→ **WHAT IS NEEDED**
Line by line, print the records exactly.

─── DATA RECORDS ───

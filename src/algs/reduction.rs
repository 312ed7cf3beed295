//! Per-segment reduction primitives: `min`, `count`, `average`, `median`.
//!
//! Each reduction consumes a [`Segmentation`] and produces one value per grid
//! cell, aligned with [`Segmentation::unique_grid_ids`]. An empty
//! segmentation yields an empty vector. NaN travel times propagate into the
//! result of the segment that contains them.

use crate::data::segmentation::Segmentation;

/// Minimum of a slice, propagating NaN. `None` for an empty slice.
#[inline]
pub fn min_of(values: &[f64]) -> Option<f64> {
    let (&first, rest) = values.split_first()?;
    Some(rest.iter().fold(first, |acc, &t| {
        if acc.is_nan() || t.is_nan() {
            f64::NAN
        } else {
            acc.min(t)
        }
    }))
}

/// Arithmetic mean of a slice. `None` for an empty slice.
#[inline]
pub fn mean_of(values: &[f64]) -> Option<f64> {
    if values.is_empty() {
        return None;
    }
    Some(values.iter().sum::<f64>() / values.len() as f64)
}

/// Median of a slice using the midpoint convention for even lengths.
/// `None` for an empty slice; NaN if any value is NaN.
pub fn median_of(values: &[f64]) -> Option<f64> {
    if values.is_empty() {
        return None;
    }
    if values.iter().any(|t| t.is_nan()) {
        return Some(f64::NAN);
    }
    let mut buf = values.to_vec();
    let mid = buf.len() / 2;
    let (_, &mut upper, _) = buf.select_nth_unstable_by(mid, f64::total_cmp);
    if buf.len() % 2 == 1 {
        return Some(upper);
    }
    // After selection every element left of `mid` is <= `upper`.
    let lower = buf[..mid]
        .iter()
        .copied()
        .fold(f64::NEG_INFINITY, f64::max);
    Some((lower + upper) / 2.0)
}

/// Minimum travel time per cell.
pub fn mins(seg: &Segmentation) -> Vec<f64> {
    seg.map_segments(|s| min_of(s).unwrap_or(f64::NAN))
}

/// Number of samples per cell.
pub fn counts(seg: &Segmentation) -> Vec<usize> {
    seg.map_segments(<[f64]>::len)
}

/// Mean travel time per cell.
pub fn averages(seg: &Segmentation) -> Vec<f64> {
    seg.map_segments(|s| mean_of(s).unwrap_or(f64::NAN))
}

/// Median travel time per cell.
pub fn medians(seg: &Segmentation) -> Vec<f64> {
    seg.map_segments(|s| median_of(s).unwrap_or(f64::NAN))
}

#[cfg(test)]
mod tests {
    use super::*;
    use crate::data::segmentation::aggregate;

    fn twelve(grid_ids: &[i64]) -> Segmentation {
        let times: Vec<f64> = (1..=12).map(f64::from).collect();
        aggregate(grid_ids, &times).unwrap()
    }

    #[test]
    fn four_equal_groups() {
        let seg = twelve(&[0, 0, 0, 1, 1, 1, 2, 2, 2, 3, 3, 3]);
        assert_eq!(seg.unique_grid_ids().len(), 4);
        assert_eq!(medians(&seg), vec![2.0, 5.0, 8.0, 11.0]);
        assert_eq!(mins(&seg), vec![1.0, 4.0, 7.0, 10.0]);
        assert_eq!(counts(&seg), vec![3, 3, 3, 3]);
        assert_eq!(averages(&seg), vec![2.0, 5.0, 8.0, 11.0]);
    }

    #[test]
    fn uneven_groups_use_midpoint_median() {
        let seg = twelve(&[0, 0, 0, 1, 1, 2, 2, 2, 3, 3, 3, 3]);
        assert_eq!(counts(&seg), vec![3, 2, 3, 4]);
        assert_eq!(mins(&seg), vec![1.0, 4.0, 6.0, 9.0]);
        assert_eq!(medians(&seg), vec![2.0, 4.5, 7.0, 10.5]);
        assert_eq!(averages(&seg), vec![2.0, 4.5, 7.0, 10.5]);
    }

    #[test]
    fn empty_segmentation_reduces_to_nothing() {
        let seg = aggregate(&[], &[]).unwrap();
        assert!(mins(&seg).is_empty());
        assert!(counts(&seg).is_empty());
        assert!(averages(&seg).is_empty());
        assert!(medians(&seg).is_empty());
    }

    #[test]
    fn nan_propagates_per_segment() {
        let seg = aggregate(&[1, 1, 2], &[f64::NAN, 3.0, 4.0]).unwrap();
        let m = mins(&seg);
        assert!(m[0].is_nan());
        assert_eq!(m[1], 4.0);
        assert!(averages(&seg)[0].is_nan());
        assert!(medians(&seg)[0].is_nan());
    }

    #[test]
    fn median_of_unsorted_even_slice() {
        assert_eq!(median_of(&[9.0, 1.0, 4.0, 3.0]), Some(3.5));
        assert_eq!(median_of(&[]), None);
    }
}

───

→ **FINISHED EXERCISE**
filename src/algs/reduction.rs
repository 312ed7cf3beed295
//! Per-segment reduction primitives: `min`, `count`, `average`, `median`.
//!
//! Each reduction consumes a [`Segmentation`] and produces one value per grid
//! cell, aligned with [`Segmentation::unique_grid_ids`]. An empty
//! segmentation yields an empty vector. NaN travel times propagate into the
//! result of the segment that contains them.

use crate::data::segmentation::Segmentation;

/// Minimum of a slice, propagating NaN. `None` for an empty slice.
#[inline]
pub fn min_of(values: &[f64]) -> Option<f64> {
    let (&first, rest) = values.split_first()?;
    Some(rest.iter().fold(first, |acc, &t| {
        if acc.is_nan() || t.is_nan() {
            f64::NAN
        } else {
            acc.min(t)
        }
    }))
}

/// Arithmetic mean of a slice. `None` for an empty slice.
#[inline]
pub fn mean_of(values: &[f64]) -> Option<f64> {
    if values.is_empty() {
        return None;
    }
    Some(values.iter().sum::<f64>() / values.len() as f64)
}

/// Median of a slice using the midpoint convention for even lengths.
/// `None` for an empty slice; NaN if any value is NaN.
pub fn median_of(values: &[f64]) -> Option<f64> {
    if values.is_empty() {
        return None;
    }
    if values.iter().any(|t| t.is_nan()) {
        return Some(f64::NAN);
    }
    let mut buf = values.to_vec();
    let mid = buf.len() / 2;
    let (_, &mut upper, _) = buf.select_nth_unstable_by(mid, f64::total_cmp);
    if buf.len() % 2 == 1 {
        return Some(upper);
    }
    // After selection every element left of `mid` is <= `upper`.
    let lower = buf[..mid]
        .iter()
        .copied()
        .fold(f64::NEG_INFINITY, f64::max);
    Some((lower + upper) / 2.0)
}

/// Minimum travel time per cell.
pub fn mins(seg: &Segmentation) -> Vec<f64> {
    seg.map_segments(|s| min_of(s).unwrap_or(f64::NAN))
}

/// Number of samples per cell.
pub fn counts(seg: &Segmentation) -> Vec<usize> {
    seg.map_segments(<[f64]>::len)
}

/// Mean travel time per cell.
pub fn averages(seg: &Segmentation) -> Vec<f64> {
    seg.map_segments(|s| mean_of(s).unwrap_or(f64::NAN))
}

/// Median travel time per cell.
pub fn medians(seg: &Segmentation) -> Vec<f64> {
    seg.map_segments(|s| median_of(s).unwrap_or(f64::NAN))
}

#[cfg(test)]
mod tests {
    use super::*;
    use crate::data::segmentation::aggregate;

    fn twelve(grid_ids: &[i64]) -> Segmentation {
        let times: Vec<f64> = (1..=12).map(f64::from).collect();
        aggregate(grid_ids, &times).unwrap()
    }

    #[test]
    fn four_equal_groups() {
        let seg = twelve(&[0, 0, 0, 1, 1, 1, 2, 2, 2, 3, 3, 3]);
        assert_eq!(seg.unique_grid_ids().len(), 4);
        assert_eq!(medians(&seg), vec![2.0, 5.0, 8.0, 11.0]);
        assert_eq!(mins(&seg), vec![1.0, 4.0, 7.0, 10.0]);
        assert_eq!(counts(&seg), vec![3, 3, 3, 3]);
        assert_eq!(averages(&seg), vec![2.0, 5.0, 8.0, 11.0]);
    }

    #[test]
    fn uneven_groups_use_midpoint_median() {
        let seg = twelve(&[0, 0, 0, 1, 1, 2, 2, 2, 3, 3, 3, 3]);
        assert_eq!(counts(&seg), vec![3, 2, 3, 4]);
        assert_eq!(mins(&seg), vec![1.0, 4.0, 6.0, 9.0]);
        assert_eq!(medians(&seg), vec![2.0, 4.5, 7.0, 10.5]);
        assert_eq!(averages(&seg), vec![2.0, 4.5, 7.0, 10.5]);
    }

    #[test]
    fn empty_segmentation_reduces_to_nothing() {
        let seg = aggregate(&[], &[]).unwrap();
        assert!(mins(&seg).is_empty());
        assert!(counts(&seg).is_empty());
        assert!(averages(&seg).is_empty());
        assert!(medians(&seg).is_empty());
    }

    #[test]
    fn nan_propagates_per_segment() {
        let seg = aggregate(&[1, 1, 2], &[f64::NAN, 3.0, 4.0]).unwrap();
        let m = mins(&seg);
        assert!(m[0].is_nan());
        assert_eq!(m[1], 4.0);
        assert!(averages(&seg)[0].is_nan());
        assert!(medians(&seg)[0].is_nan());
    }

    #[test]
    fn median_of_unsorted_even_slice() {
        assert_eq!(median_of(&[9.0, 1.0, 4.0, 3.0]), Some(3.5));
        assert_eq!(median_of(&[]), None);
    }
}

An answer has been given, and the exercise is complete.